THE thing is, it's not even his day job. Shahbaz Majeed is a 35-year-old web development manager at the University of Dundee. He is married with two young daughters and in his spare time he takes photographs.

 

Photographs of Scotland; of the light on the mountains on Skye, of the way the waves batter the walls of Arbroath Harbour, of the spread and span of Scotland's cities as seen from the air. Here it all is – lochs and glens, forests and coast. The best of Scotland caught and framed.

 

For the last decade Majeed has been traipsing all over the country to take pictures of the landscape of his homeland. Now he's turned them into a book, Scotland In Photographs, a compilation of images taken since he picked up a camera in 2006.

 

Ask him about it and his enthusiasm for photography and for the Scottish landscape pours out like water over the Inversnaid Falls (which you can also find on page 75). "People say we get four seasons in one day in Scotland. That's the kind of weather that draws me."

 

Majeed was 25 when he first became interested in photography. "The very first camera I bought was for £300 out of Jessops on the high street in Dundee," he says. "It turns out it was one of the best investments I've ever made."

 

Apart from joining the Dundee Photographic Society and taking a beginner's course there, he's had no formal training in photography. And yet now he gets nominated for international awards and receives commissions for his work from the likes of the V&A, VisitScotland and Microsoft. You can even see one of his photographs on the Clydesdale polymer £5 note celebrating the Forth bridges.

 

"There's an aerial shot in the bottom right-hand corner and that's one of mine," he explains. "I get requests from all over to sign them, which I'm pretty sure is illegal."

 

When he started taking photographs he tried his hand at everything; from street photography to wildlife shots. But it was the landscape that surrounded him that continually caught his eye.

 

"I kept coming back to landscape. I think it was because it was such a challenge. You have to be in the right place at the right time in all sorts of conditions and then capture a fleeting moment that might last a few seconds.

 

"You're waiting for that moment. Luck has something to do it. I've been a hundred times to Glencoe and have any two days been the same? They have not. That's why I keep going back, because it's always changing. It's never the same."

 

It's often far from comfortable too. To get a picture, Majeed might have to drive for hours only for the weather to close in when he gets to his destination.

 

"If it's standing knee-deep in a frozen loch at five in the morning and it's minus-seven you do question your sanity sometimes," he admits. "But when you do get the images … Even though you were cursing and swearing, that image will last a lifetime.
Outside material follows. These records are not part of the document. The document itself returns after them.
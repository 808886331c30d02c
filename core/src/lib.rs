// src/lib.rs

//! orderdesk: product catalog and order intake.
//!
//! The crate holds everything that does not depend on a particular transport
//! or database:
//!  - Plain data records for products, orders and their line items.
//!  - Async store traits (`ProductStore`, `OrderStore`) plus in-memory backends.
//!  - Explicit request validation producing field-level errors.
//!  - `ProductService` and `OrderService`, which translate between request
//!    payloads, stored records and response shapes.
//!
//! An HTTP application wires the services to a concrete store and maps
//! `OrderdeskError` variants onto status codes.

pub mod clock;
pub mod dto;
pub mod error;
pub mod ids;
pub mod models;
pub mod services;
pub mod store;
pub mod validation;

// --- Re-exports for the Public API ---

pub use crate::clock::{Clock, ManualClock, SystemClock};
pub use crate::dto::{OrderDto, ProductDto};
pub use crate::error::{EntityKind, FieldError, OrderdeskError, OrderdeskResult};
pub use crate::ids::{IdGenerator, RandomIds};
pub use crate::models::{LineItem, NewOrder, NewProduct, Order, Product, ProductPatch};
pub use crate::services::{NewOrderRequest, OrderService, ProductService};
pub use crate::store::memory::{MemoryOrderStore, MemoryProductStore};
pub use crate::store::{OrderStore, ProductStore};
pub use crate::validation::{CreateOrderRequest, CreateProductRequest, UpdateProductRequest};
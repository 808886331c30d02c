// orderdesk_app/src/main.rs

mod config;
mod db;
mod errors;
mod state;
mod web;

use crate::config::{AppConfig, LogFormat, StoreBackend};
use crate::db::{PgOrderStore, PgProductStore};
use crate::state::AppState;

use actix_web::{web as actix_data, App, HttpServer}; // aliased so it does not clash with the local `web` module
use orderdesk::{MemoryOrderStore, MemoryProductStore, OrderStore, ProductStore};
use std::sync::Arc;
use tracing_subscriber::fmt::format::FmtSpan; // For span events in tracing
use tracing_subscriber::EnvFilter;

fn init_tracing(format: LogFormat) {
  let builder = tracing_subscriber::fmt()
    .with_env_filter(EnvFilter::try_from_default_env().unwrap_or_else(|_| EnvFilter::new("info"))) // RUST_LOG override
    .with_span_events(FmtSpan::CLOSE); // Log when spans close, showing duration
  match format {
    LogFormat::Json => builder.json().init(),
    LogFormat::Pretty => builder.init(),
  }
}

#[actix_web::main]
async fn main() -> std::io::Result<()> {
  dotenvy::dotenv().ok(); // Load .env file if present
  init_tracing(LogFormat::from_env());

  tracing::info!("Starting orderdesk server...");

  let app_config = match AppConfig::from_env() {
    Ok(cfg) => cfg,
    Err(e) => {
      tracing::error!(error = %e, "Failed to load application configuration.");
      return Err(std::io::Error::other(e));
    }
  };
  tracing::info!(
    store_backend = ?app_config.store_backend,
    log_format = ?app_config.log_format,
    "Configuration ready."
  );

  let (products, orders): (Arc<dyn ProductStore>, Arc<dyn OrderStore>) = match app_config.store_backend {
    StoreBackend::Postgres => {
      let pool = match db::connect(&app_config).await {
        Ok(pool) => pool,
        Err(e) => {
          tracing::error!(error = %e, "Failed to prepare the database.");
          return Err(std::io::Error::other(e));
        }
      };
      (Arc::new(PgProductStore::new(pool.clone())), Arc::new(PgOrderStore::new(pool)))
    }
    StoreBackend::Memory => {
      tracing::warn!("Using in-memory stores; data is lost on shutdown.");
      (Arc::new(MemoryProductStore::new()), Arc::new(MemoryOrderStore::new()))
    }
  };

  let app_state = AppState::from_stores(products, orders);

  let server_address = app_config.server_address();
  tracing::info!("Attempting to bind server to {}...", server_address);

  HttpServer::new(move || {
    App::new()
      .app_data(actix_data::Data::new(app_state.clone())) // Share AppState with handlers
      .wrap(tracing_actix_web::TracingLogger::default()) // Actix middleware for tracing requests
      .configure(web::configure_app_routes)
  })
  .bind(&server_address)?
  .run()
  .await
}
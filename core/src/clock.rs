// orderdesk/src/clock.rs

//! Time sources for stores that stamp records on write.

use chrono::{DateTime, SubsecRound, TimeDelta, Utc};
use parking_lot::Mutex;

pub trait Clock: Send + Sync {
  fn now(&self) -> DateTime<Utc>;
}

#[derive(Debug, Clone, Copy, Default)]
pub struct SystemClock;

impl Clock for SystemClock {
  fn now(&self) -> DateTime<Utc> {
    Utc::now()
  }
}

/// A clock that only moves when told to.
#[derive(Debug)]
pub struct ManualClock(Mutex<DateTime<Utc>>);

impl ManualClock {
  pub fn new(start: DateTime<Utc>) -> Self {
    ManualClock(Mutex::new(start))
  }

  pub fn set(&self, at: DateTime<Utc>) {
    *self.0.lock() = at;
  }

  pub fn advance(&self, by: TimeDelta) {
    let mut guard = self.0.lock();
    *guard += by;
  }
}

impl Clock for ManualClock {
  fn now(&self) -> DateTime<Utc> {
    *self.0.lock()
  }
}

/// Creation timestamps are kept at whole-second precision, the resolution of
/// the wire format.
pub fn truncate_to_seconds(at: DateTime<Utc>) -> DateTime<Utc> {
  at.trunc_subsecs(0)
}

#[cfg(test)]
mod tests {
  use super::*;
  use chrono::{TimeZone, Timelike};

  #[test]
  fn manual_clock_moves_only_when_told() {
    let start = Utc.with_ymd_and_hms(2020, 11, 9, 0, 0, 0).unwrap();
    let clock = ManualClock::new(start);
    assert_eq!(clock.now(), start);
    clock.advance(TimeDelta::minutes(30));
    assert_eq!(clock.now(), Utc.with_ymd_and_hms(2020, 11, 9, 0, 30, 0).unwrap());
    clock.set(start);
    assert_eq!(clock.now(), start);
  }

  #[test]
  fn truncation_drops_fractional_seconds() {
    let at = Utc.with_ymd_and_hms(2020, 11, 9, 0, 0, 5).unwrap() + TimeDelta::milliseconds(750);
    let truncated = truncate_to_seconds(at);
    assert_eq!(truncated.second(), 5);
    assert_eq!(truncated.nanosecond(), 0);
  }
}
// orderdesk_app/src/db/products.rs

use anyhow::Context;
use async_trait::async_trait;
use orderdesk::{Product, ProductStore};
use rust_decimal::Decimal;
use sqlx::{FromRow, PgPool};
use uuid::Uuid;

#[derive(Debug, FromRow)]
struct ProductRow {
  id: Uuid,
  name: String,
  price: Decimal,
}

impl From<ProductRow> for Product {
  fn from(row: ProductRow) -> Self {
    Product {
      id: row.id,
      name: row.name,
      price: row.price,
    }
  }
}

#[derive(Debug, Clone)]
pub struct PgProductStore {
  pool: PgPool,
}

impl PgProductStore {
  pub fn new(pool: PgPool) -> Self {
    Self { pool }
  }
}

#[async_trait]
impl ProductStore for PgProductStore {
  async fn get(&self, id: Uuid) -> anyhow::Result<Option<Product>> {
    let row: Option<ProductRow> = sqlx::query_as("SELECT id, name, price FROM products WHERE id = $1")
      .bind(id)
      .fetch_optional(&self.pool)
      .await
      .with_context(|| format!("fetching product {}", id))?;
    Ok(row.map(Product::from))
  }

  async fn find_all(&self) -> anyhow::Result<Vec<Product>> {
    let rows: Vec<ProductRow> = sqlx::query_as("SELECT id, name, price FROM products ORDER BY name ASC, id ASC")
      .fetch_all(&self.pool)
      .await
      .context("listing products")?;
    Ok(rows.into_iter().map(Product::from).collect())
  }

  async fn find_all_by_ids(&self, ids: &[Uuid]) -> anyhow::Result<Vec<Product>> {
    let rows: Vec<ProductRow> = sqlx::query_as("SELECT id, name, price FROM products WHERE id = ANY($1)")
      .bind(ids)
      .fetch_all(&self.pool)
      .await
      .context("fetching products by id")?;
    Ok(rows.into_iter().map(Product::from).collect())
  }

  async fn save(&self, product: Product) -> anyhow::Result<Product> {
    let row: ProductRow = sqlx::query_as(
      "INSERT INTO products (id, name, price) VALUES ($1, $2, $3) \
       ON CONFLICT (id) DO UPDATE SET name = EXCLUDED.name, price = EXCLUDED.price \
       RETURNING id, name, price",
    )
    .bind(product.id)
    .bind(&product.name)
    .bind(product.price)
    .fetch_one(&self.pool)
    .await
    .with_context(|| format!("saving product {}", product.id))?;
    Ok(row.into())
  }
}
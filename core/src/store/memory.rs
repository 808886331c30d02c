// orderdesk/src/store/memory.rs

//! In-memory store backends, used by tests and by the server's `memory`
//! backend for local runs without a database.

use async_trait::async_trait;
use chrono::{DateTime, Utc};
use parking_lot::RwLock;
use std::collections::HashMap;
use std::sync::Arc;
use uuid::Uuid;

use super::{OrderStore, ProductStore};
use crate::clock::{truncate_to_seconds, Clock, SystemClock};
use crate::models::{NewOrder, Order, Product};

// Lock guards in this module are never held across an `.await`.

#[derive(Debug, Default)]
pub struct MemoryProductStore {
  products: RwLock<HashMap<Uuid, Product>>,
}

impl MemoryProductStore {
  pub fn new() -> Self {
    Self::default()
  }

  pub fn len(&self) -> usize {
    self.products.read().len()
  }

  pub fn is_empty(&self) -> bool {
    self.products.read().is_empty()
  }
}

#[async_trait]
impl ProductStore for MemoryProductStore {
  async fn get(&self, id: Uuid) -> anyhow::Result<Option<Product>> {
    Ok(self.products.read().get(&id).cloned())
  }

  async fn find_all(&self) -> anyhow::Result<Vec<Product>> {
    let mut products: Vec<Product> = self.products.read().values().cloned().collect();
    products.sort_by(|a, b| a.name.cmp(&b.name).then(a.id.cmp(&b.id)));
    Ok(products)
  }

  async fn find_all_by_ids(&self, ids: &[Uuid]) -> anyhow::Result<Vec<Product>> {
    let guard = self.products.read();
    Ok(guard.values().filter(|p| ids.contains(&p.id)).cloned().collect())
  }

  async fn save(&self, product: Product) -> anyhow::Result<Product> {
    self.products.write().insert(product.id, product.clone());
    Ok(product)
  }
}

pub struct MemoryOrderStore {
  orders: RwLock<HashMap<Uuid, Order>>,
  clock: Arc<dyn Clock>,
}

impl MemoryOrderStore {
  pub fn new() -> Self {
    Self::with_clock(Arc::new(SystemClock))
  }

  pub fn with_clock(clock: Arc<dyn Clock>) -> Self {
    Self {
      orders: RwLock::new(HashMap::new()),
      clock,
    }
  }

  pub fn len(&self) -> usize {
    self.orders.read().len()
  }

  pub fn is_empty(&self) -> bool {
    self.orders.read().is_empty()
  }
}

impl Default for MemoryOrderStore {
  fn default() -> Self {
    Self::new()
  }
}

impl std::fmt::Debug for MemoryOrderStore {
  fn fmt(&self, f: &mut std::fmt::Formatter<'_>) -> std::fmt::Result {
    f.debug_struct("MemoryOrderStore")
      .field("orders", &self.orders.read().len())
      .finish_non_exhaustive()
  }
}

#[async_trait]
impl OrderStore for MemoryOrderStore {
  async fn get(&self, id: Uuid) -> anyhow::Result<Option<Order>> {
    Ok(self.orders.read().get(&id).cloned())
  }

  async fn save(&self, order: NewOrder) -> anyhow::Result<Order> {
    let mut guard = self.orders.write();
    if guard.contains_key(&order.id) {
      anyhow::bail!("order {} already exists", order.id);
    }
    let stored = order.into_order(truncate_to_seconds(self.clock.now()));
    guard.insert(stored.id, stored.clone());
    Ok(stored)
  }

  async fn find_by_created_between(&self, start: DateTime<Utc>, end: DateTime<Utc>) -> anyhow::Result<Vec<Order>> {
    let mut orders: Vec<Order> = self
      .orders
      .read()
      .values()
      .filter(|o| o.created_at >= start && o.created_at <= end)
      .cloned()
      .collect();
    orders.sort_by(|a, b| a.created_at.cmp(&b.created_at).then(a.id.cmp(&b.id)));
    Ok(orders)
  }
}
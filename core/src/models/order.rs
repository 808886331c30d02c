// orderdesk/src/models/order.rs

use chrono::{DateTime, Utc};
use rust_decimal::Decimal;
use uuid::Uuid;

use super::product::Product;
use crate::error::{FieldError, OrderdeskError, OrderdeskResult};

/// Snapshot of a product taken when it was attached to an order.
/// Never follows later edits to the product.
#[derive(Debug, Clone, PartialEq, Eq)]
pub struct LineItem {
  pub product_id: Uuid,
  pub product_name: String,
  pub price: Decimal,
}

impl LineItem {
  pub fn snapshot(product: &Product) -> Self {
    Self {
      product_id: product.id,
      product_name: product.name.clone(),
      price: product.price,
    }
  }
}

/// An order ready to be persisted. The store assigns `created_at`.
#[derive(Debug, Clone, PartialEq, Eq)]
pub struct NewOrder {
  pub id: Uuid,
  pub customer_email: String,
  pub total_price: Decimal,
  pub items: Vec<LineItem>,
}

impl NewOrder {
  /// Builds an order whose total is the exact sum of the line item prices.
  /// Fails when that sum does not fit in a `Decimal`.
  pub fn new(id: Uuid, customer_email: String, items: Vec<LineItem>) -> OrderdeskResult<Self> {
    let total_price = items
      .iter()
      .try_fold(Decimal::ZERO, |acc, item| acc.checked_add(item.price))
      .ok_or_else(|| {
        OrderdeskError::Validation(vec![FieldError::new(
          "productIds",
          "order total exceeds the supported range",
        )])
      })?;
    Ok(Self {
      id,
      customer_email,
      total_price,
      items,
    })
  }

  pub fn into_order(self, created_at: DateTime<Utc>) -> Order {
    Order {
      id: self.id,
      customer_email: self.customer_email,
      created_at,
      total_price: self.total_price,
      items: self.items,
    }
  }
}

#[derive(Debug, Clone, PartialEq, Eq)]
pub struct Order {
  pub id: Uuid,
  pub customer_email: String,
  pub created_at: DateTime<Utc>,
  pub total_price: Decimal,
  pub items: Vec<LineItem>,
}

#[cfg(test)]
mod tests {
  use super::*;
  use std::str::FromStr;

  fn item(price: &str) -> LineItem {
    LineItem {
      product_id: Uuid::new_v4(),
      product_name: "item".to_string(),
      price: Decimal::from_str(price).unwrap(),
    }
  }

  #[test]
  fn total_is_exact_decimal_sum() {
    let order = NewOrder::new(
      Uuid::new_v4(),
      "buyer@example.com".to_string(),
      vec![item("0.1"), item("0.2"), item("19.99")],
    )
    .unwrap();
    assert_eq!(order.total_price, Decimal::from_str("20.29").unwrap());
  }

  #[test]
  fn order_without_items_totals_zero() {
    let order = NewOrder::new(Uuid::new_v4(), "buyer@example.com".to_string(), Vec::new()).unwrap();
    assert_eq!(order.total_price, Decimal::ZERO);
  }

  #[test]
  fn total_beyond_decimal_range_is_rejected() {
    let half = "50000000000000000000000000000";
    let result = NewOrder::new(
      Uuid::new_v4(),
      "buyer@example.com".to_string(),
      vec![item(half), item(half)],
    );
    match result {
      Err(OrderdeskError::Validation(errors)) => {
        assert_eq!(errors.len(), 1);
        assert_eq!(errors[0].field, "productIds");
        assert_eq!(errors[0].message, "order total exceeds the supported range");
      }
      other => panic!("Expected Validation error, got {:?}", other),
    }
  }

  #[test]
  fn snapshot_copies_name_and_price() {
    let product = Product {
      id: Uuid::new_v4(),
      name: "lamp".to_string(),
      price: Decimal::new(1050, 2),
    };
    let line = LineItem::snapshot(&product);
    assert_eq!(line.product_id, product.id);
    assert_eq!(line.product_name, "lamp");
    assert_eq!(line.price, Decimal::new(1050, 2));
  }
}
// orderdesk_app/src/web/handlers/order_handlers.rs

use actix_web::{web, HttpResponse};
use orderdesk::dto::parse_timestamp;
use orderdesk::CreateOrderRequest;
use serde::Deserialize;
use tracing::{info, instrument};
use uuid::Uuid;

use crate::errors::AppError;
use crate::state::AppState;

const TIMESTAMP_PATTERN_HINT: &str = "must match the pattern yyyy-MM-dd'T'HH:mm:ss";

#[derive(Deserialize, Debug)]
#[serde(rename_all = "camelCase")]
pub struct TimeIntervalQuery {
  pub start_time: String,
  pub end_time: String,
}

#[instrument(name = "handler::create_order", skip(app_state, req_payload))]
pub async fn create_order_handler(
  app_state: web::Data<AppState>,
  req_payload: web::Json<CreateOrderRequest>,
) -> Result<HttpResponse, AppError> {
  let request = req_payload.into_inner().validate()?;
  let order = app_state.order_service.create(request).await?;
  info!(order_id = %order.id, total_price = %order.total_price, "Order created via API.");
  Ok(HttpResponse::Created().json(order))
}

#[instrument(name = "handler::get_order", skip(app_state, path), fields(order_id = %path.as_ref()))]
pub async fn get_order_handler(
  app_state: web::Data<AppState>,
  path: web::Path<Uuid>,
) -> Result<HttpResponse, AppError> {
  let order = app_state.order_service.get_by_id(path.into_inner()).await?;
  Ok(HttpResponse::Ok().json(order))
}

#[instrument(name = "handler::list_orders_in_interval", skip(app_state))]
pub async fn list_orders_in_interval_handler(
  app_state: web::Data<AppState>,
  query: web::Query<TimeIntervalQuery>,
) -> Result<HttpResponse, AppError> {
  let start = parse_timestamp(&query.start_time).map_err(|_| AppError::bad_field("startTime", TIMESTAMP_PATTERN_HINT))?;
  let end = parse_timestamp(&query.end_time).map_err(|_| AppError::bad_field("endTime", TIMESTAMP_PATTERN_HINT))?;

  let orders = app_state.order_service.get_all_in_time_interval(start, end).await?;
  if orders.is_empty() {
    info!("Received empty orders list.");
    return Ok(HttpResponse::NoContent().finish());
  }
  Ok(HttpResponse::Ok().json(orders))
}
They will be unique and you have caught it."

 

These photographs then are a product of patience, luck and an eternal optimism. They are also, it should be said, a statement of belonging.

 

Majeed's parents came to Dundee from Pakistan in the 1970s to work in the city's factories. Majeed is himself a proud Dundonian and a proud Scot. The fact that his image ended up in a Scottish banknote, he and his family take as a symbol of acceptance.

 

"My dad said he never thought he'd see a day where his son has a picture on the currency of our adopted home. That was quite emotional for him.

 

"There are some people who might not consider him Scottish. But we feel this is our home. We've given everything to this place and now to be in history in relation to that country is something I can be extremely proud of.

 

"This is where I'll spend the rest of my life I would think. I absolutely love this place.

 

"And as a photographer this landscape …" For a second the word torrent dries while he reframes his answer. "A lot of people come here from all over the world," he continues. "We have that on our doorstep. We are extremely fortunate."

 

Despite all his photographic success, though, Majeed has no intention of devoting himself full-time to the camera. "Sometimes people hate the one job they've got. I'm lucky – I absolutely love both my jobs."

 

Instead, he spends his days in IT and then returns home at night to see his wife Shazia and his daughters Aena, five, and Aiza, two, only to then rush out again to catch the dawn. Which raises a question. Is your love of photography anything more than an excuse to dodge the childcare, Shahbaz?

 

He laughs at the idea. "I wrote in the book that this is proof that I wasn't just hiding down the road sleeping."

 

His wife Shazia, he says, is extremely understanding. "She sees how much it means to me.

 

"My kids often ask me where I'm away to. I say, 'Oh I'm going to work.' And they say, 'Daddy you've just come home from work.' This book is as much for them as it is for me because I hope when they're older they'll appreciate it. 'Oh, that's what my daddy used to do.'"

 

In short, there's a sense of mission about all this. "Even my kids are hooked into their iPads," he says. "I want them to grow up to appreciate their surroundings. So when they're a little bit older I'll take them with me. I want them growing up to see what is on their doorstep and make use of it rather than be the gaming generation. That has its place but a lot of people don't have this landscape on their doorstep. Take advantage of that. Get to know our home country."

 

Majeed knows it better than most.

 

 

 

Scotland in Photographs is published by Amberley Publishing, £15.99. Shahbaz Majeed will be signing copies in Waterstones Dundee on Saturday, June 10 at 2pm.